骨の砕ける音さえ、マサヒトの纏う「沈黙」に掻き消される。
「『死音』。お前は『黒刃』の期待の星だった。……だから、俺様が直々に引導を渡してやる」
「…っ…黙れ! 感情を捨てれば、誰も傷つかなくて済むのよ! あの王の理想に付き合わされて、死ぬ必要がなくなるのよ!私には手を汚しても摑みたい世界がある!!」
『死音』の絶叫。それこそが、彼女がまだ「感情」を捨てきれていない証拠だった。
彼女の刃が、捨て身の一撃としてマサヒトの心臓を貫こうとする。
マサヒトは、避けなかった。
刃が彼の肩を数センチ裂く。
…ほんの一瞬だけ、マサヒトは微笑んだ。
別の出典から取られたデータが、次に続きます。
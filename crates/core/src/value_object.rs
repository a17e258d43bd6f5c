//! Value object trait: equality by value, not identity.

/// Marker trait for value objects.
///
/// Value objects are **immutable** and **compared by value**: two instances built
/// from the same inputs are interchangeable. `DataVersion` is the canonical example
/// in this workspace; messages (`DomainEvent`, `Command`) follow the same rule.
///
/// To "modify" a value object, construct a new one.
pub trait ValueObject: Clone + PartialEq + core::fmt::Debug {}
傷口の痛みと殺気、冷徹な眼差しが『死音』を見据える。
そして、傷を負わせた代償に、マサヒトの指がシオンの額に触れた。
「……あ」
指先から流れ込む、圧倒的な“熱”。
マサヒトが今まで抱えてきた、ファウスト王への敬愛、そしてこの国を汚させないという狂おしいほどの執着。
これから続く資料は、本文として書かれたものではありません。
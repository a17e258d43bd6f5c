use serde::{Deserialize, Serialize};

use catalog_core::{DataVersion, ValueObject};

/// Event type raised when a caller asks for an artifact (e.g. a template) to be
/// regenerated.
pub const ARTIFACT_UPDATE_REQUESTED: &str = "artifact-update-requested";

/// An immutable record of something that happened to the imported data.
///
/// Domain events are:
/// - **immutable** (treat them as facts; there are no setters)
/// - **stamped** with exactly one [`DataVersion`], fixed at creation
/// - **structural**: two events with the same fields are the same event; the
///   transport id lives on the queue envelope, not here
///
/// `target` optionally narrows delivery to the projector registered under that
/// code. Events without a target fan out to every projector for `event_type`.
#[derive(Debug, Clone, PartialEq, Eq, Serialize, Deserialize)]
pub struct DomainEvent {
    event_type: String,
    #[serde(default, skip_serializing_if = "Option::is_none")]
    target: Option<String>,
    /// Projection source data; opaque to the pipeline and possibly empty.
    payload: String,
    data_version: DataVersion,
}

impl DomainEvent {
    pub fn new(
        event_type: impl Into<String>,
        payload: impl Into<String>,
        data_version: DataVersion,
    ) -> Self {
        Self {
            event_type: event_type.into(),
            target: None,
            payload: payload.into(),
            data_version,
        }
    }

    /// Build the `artifact-update-requested` event aimed at one projector code.
    pub fn artifact_update_requested(
        code: impl Into<String>,
        payload: impl Into<String>,
        data_version: DataVersion,
    ) -> Self {
        Self::new(ARTIFACT_UPDATE_REQUESTED, payload, data_version).targeting(code)
    }

    /// Return a copy of this event aimed at a single projector code.
    pub fn targeting(mut self, code: impl Into<String>) -> Self {
        self.target = Some(code.into());
        self
    }

    pub fn event_type(&self) -> &str {
        &self.event_type
    }

    pub fn target(&self) -> Option<&str> {
        self.target.as_deref()
    }

    pub fn payload(&self) -> &str {
        &self.payload
    }

    pub fn data_version(&self) -> &DataVersion {
        &self.data_version
    }
}

impl ValueObject for DomainEvent {}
反感情派に利用され虚無で塗りつぶしていた『死音』の意識に、それらが濁流となって流れ込む。
「……ああぁ……あ、あぁああああぁぁ!」
『死音』は膝をつき、自分の頭を抱えて悶えた。感情を遮断していた器が、本物の「情念」に耐えきれず、内側から壊れていく。
「あぁあああ……み、認め…な…。私は…いつか……」
断末魔で顔をぐちゃぐちゃに涙で濡らす『死音』。
そばで見送るマサヒトの表情は固定されていた。
数分後。
動かなくなった三人の遺体を前に、マサヒトは自身の肩の傷を無造作に布で縛った。
「……無駄死にだな」
闇の中から、『朧月』と『外縁』が現れる。彼らは戦いのすべてを見ていた。
「『黒刃派』の離反者、おおむね処分したか」
『朧月』の声には、一抹の寂寥感があった。かつての仲間を、王の盾に殺させたのだ。
「ああ。……これで『沈黙の引き金』の中身は、ひとまず『王の穴』を埋める組織に塗り替えられたはずだ。不満がある奴は、今のうちに言え」
マサヒトが二人を射抜くような視線で見やる。
『外縁』は肩をすくめた。
「文句はない。……あの女の死に顔、泣いてたな。感情を捨てたはずなのに」
「皮肉なもんだ。……ロストの再定義、第一段階完了だ。これからは表の『八柱』が光を整え、お前らが闇を管理し、影を整える。……きちんと道理を通せばどう動こうと許容するが、道理からはみ出した奴は、俺様がまた掃除する事になる…。俺様の軸は王だ。そこは覚えておけ」
頷き、ついでに『朧月』は商品を提示する。
「売り手、唆した奴の尻尾はいるかい?」
「予測はある程度な…。その商品の質は良いのか?」
「ぁぁ、上層だけなら高品質を保証する。」
「…上等だ。なら、それなりの対価で買ってやる。良いねぇ、持ちつ持たれつって奴は…」
マサヒトはそう言い残し、夜の帳に溶けるように消えた。
翌朝、王宮の執務室。
ファウスト王が窓の外を眺めていると、マサヒトがいつものように音もなく現れた。
「……肩を怪我しているのか?」
「ああ、これか? 昨夜、デカい野良猫に引っかかれちまってね」
マサヒトは欠伸をしながら、嘘をつく。
「そうか…。」
その言葉と表情で“真実を”気付かれていると、マサヒトは察してしまった。ファウストは、そのうえであえて何も追求してこない。
……それが、王と影の信頼だった。
ファウストは、ただ一言だけ感謝を伝える。
「……無理はするな。お前がいないと、私の『現実』は見通しがきかなくなる」
「……柄じゃねぇな、王様」
マサヒトは背を向け、一瞬だけ目を細めた。
王に血の匂いを嗅がせない。王を汚さない。
そのために、自分はいくらでも同胞を斬り、罪と嘘を重ねる。
王は光を。俺は闇を。
その役割分担が、この夜、さらに強固なものとなった。
夜は深く闇を纏って更けていき…、そしてまた次の朝が王国を明日へ連れて行く…。